LANDOVER, Md. - LANDOVER, Md. (AP) — The Dallas Cowboys returned to the playoffs Sunday night, dominating their 100th meeting with the Washington Redskins and setting up an NFC East title showdown with the Philadelphia Eagles.
The victory eliminated the New York Giants from playoff contention and gave the Cowboys a jinx-bursting late-season winning streak. After starting 0-2 this month, Dallas recovered to win back-to-back December games for first time since 2003.
The Cowboys (10-5) will host the Eagles (11-4) in next week's regular-season finale, with the winner taking the division crown and the loser settling for a wild card berth. The NFL has moved the kickoff time from 1 p.m. to 4:15 p.m.
Dallas holds a commanding 59-39-2 lead in the 50-year-old Redskins-Cowboys rivalry and got its first shutout since a 27-0 win on Dec. 14, 2003. The Cowboys didn't allow Washington to score a touchdown this year — the other meeting was a 7-6 win on Nov. 22 — and they played their part in the Redskins' first winless season in NFC East play since 1994.
The Redskins (4-11), distracted by more off-the-field news, put on another embarrassing performance against a rival in prime time.
After a 45-12 pasting by the Giants on Monday night, Washington endured a week in which assistant coach Jerry Gray gave confusing answers when asked if had interviewed for the head coaching job. Then came some noisy Christmas Day tardiness from defensive tackle Albert Haynesworth, who was sent home by lame duck coach Jim Zorn for being late to a meeting.
Haynesworth used the occasion to again complain about the coaching staff, but he nevertheless remained in the starting lineup Sunday night.
Allen's father, Hall of Fame coach George Allen, was involved in many memorable Redskins-Cowboys classics. As for game No. 100, the word "classic" definitely won't come to mind.

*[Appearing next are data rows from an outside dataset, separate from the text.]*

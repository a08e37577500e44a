//! Diagnostic text built from interpreter state.

use crate::vm::ScriptVm;

/// Describe an argument of the wrong type.
///
/// Looks up the runtime type of the value at `index` on `vm`'s stack. The
/// result is `"wrong type (<expected> expected, got <actual>)"`, with
/// `unknown` standing in for a type that cannot be resolved. Nothing is
/// recorded; pass the text to [`ErrorRegistry::throw`](crate::ErrorRegistry::throw)
/// or [`BindingState::report`](crate::BindingState::report).
pub fn format_type_error<V>(vm: &V, index: isize, expected: &str) -> String
where
    V: ScriptVm + ?Sized,
{
    match vm.type_name_at(index) {
        Some(actual) => format!("wrong type ({expected} expected, got {actual})"),
        None => format!("wrong type ({expected} expected, got unknown)"),
    }
}

/// The interpreter's last error as text, or an empty string if it has none.
pub fn last_error_string<V>(vm: &V) -> String
where
    V: ScriptVm + ?Sized,
{
    vm.last_error().unwrap_or_default()
}
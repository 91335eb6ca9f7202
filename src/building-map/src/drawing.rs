// Copyright 2026 The Simlin Authors. All rights reserved.
// Use of this source code is governed by the Apache License,
// Version 2.0, that can be found in the LICENSE file.

use crate::common::{Error, ErrorCode, ErrorKind, Result};

/// Source of background drawing sizes.  Loading a level only needs the
/// pixel dimensions of its drawing, never the pixels themselves.
pub trait DrawingLoader {
    /// Width and height in pixels of the drawing named `filename`, as it
    /// appears in the level record.
    fn dimensions(&self, filename: &str) -> Result<(u32, u32)>;
}

/// A loader for contexts without file access; every drawing is unavailable
/// and levels fall back to their default size.
#[derive(Copy, Clone, Debug, Default)]
pub struct NoDrawings;

impl DrawingLoader for NoDrawings {
    fn dimensions(&self, filename: &str) -> Result<(u32, u32)> {
        Err(Error::new(
            ErrorKind::Resource,
            ErrorCode::DrawingUnavailable,
            Some(format!("no drawings available (wanted {filename})")),
        ))
    }
}

impl<F> DrawingLoader for F
where
    F: Fn(&str) -> Result<(u32, u32)>,
{
    fn dimensions(&self, filename: &str) -> Result<(u32, u32)> {
        self(filename)
    }
}
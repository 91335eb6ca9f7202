// Copyright 2026 The Simlin Authors. All rights reserved.
// Use of this source code is governed by the Apache License,
// Version 2.0, that can be found in the LICENSE file.

//! The level aggregate: one floor of a building, modeled as vertices
//! referenced by position from edges and polygons.
//!
//! Vertex indices are dense and zero-based, and every index stored in an
//! edge or polygon is valid for the current vertex list.  All mutation goes
//! through `Level` so those two properties hold after every call.

use crate::common::Result;
use crate::config::LevelConfig;
use crate::datamodel::{Edge, EdgeType, Fiducial, Layer, Model, Polygon, PolygonType, Tag, Vertex};
use crate::geometry::Point;
use crate::level_err;
use crate::param::{self, Param, ParamSpec};

/// Addresses one element of a level by collection and index.
#[derive(Copy, Clone, PartialEq, Eq, Debug, Hash)]
pub enum ElementRef {
    Vertex(usize),
    Edge(usize),
    Polygon(usize),
    Model(usize),
    Fiducial(usize),
    Tag(usize),
}

/// Outcome of a scale recalculation.
#[derive(Clone, PartialEq, Debug)]
pub struct Calibration {
    pub meters_per_pixel: f64,
    /// Number of measurement edges averaged.
    pub used: usize,
    /// Edge indices of measurements excluded as degenerate.
    pub skipped: Vec<usize>,
}

#[derive(Clone, PartialEq, Debug)]
pub struct Level {
    pub name: String,
    pub elevation: f64,
    drawing_filename: Option<String>,
    drawing_width: f64,
    drawing_height: f64,
    x_meters: f64,
    y_meters: f64,
    meters_per_pixel: f64,
    vertices: Vec<Vertex>,
    edges: Vec<Edge>,
    polygons: Vec<Polygon>,
    layers: Vec<Layer>,
    models: Vec<Model>,
    fiducials: Vec<Fiducial>,
    tags: Vec<Tag>,
    config: LevelConfig,
}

Except for Witten's big play, the Cowboys nickel-and-dimed their way down the field throughout the game. They didn't blow out the Redskins the way the Giants did mainly because of three drives that ended inside Washington's 40-yard line with no points to show for them: They ran out the clock when receiver Miles Austin didn't get out of bounds as the clock expired to end the half, and Marion Barber was stopped twice on fourth-and-1 on back-to-back possessions in the third quarter.
Barber was also stopped on third-and-1 at the 5-yard line in the fourth quarter, but this time coach Wade Phillips sent on former Redskins kicker Shaun Suisham. To a hearty round of boos, Suisham made a 23-yarder — the same distance of the one he missed for Washington against New Orleans on Dec. 6, costing him his job two days later.
Romo finished 25 for 38 and had a touchdown and an interception, his first in five games. Witten caught six passes for 117 yards. The defense held Washington to 218 total yards.
Terence Newman's interception led to the Cowboys' first-quarter touchdown, grabbing a pass from Jason Campbell that was tipped by tight end Fred Davis. Newman returned the ball 9 yards to the Washington 36, setting up Romo's 4-yard scoring toss to Roy Williams.
Witten set up the next score when he got a step ahead of free safety LaRon Landry on a crossing route, a 69-yard play that moved to the ball to the 3. Barber scored on the next play, giving the Cowboys a 14-0 lead in the second quarter.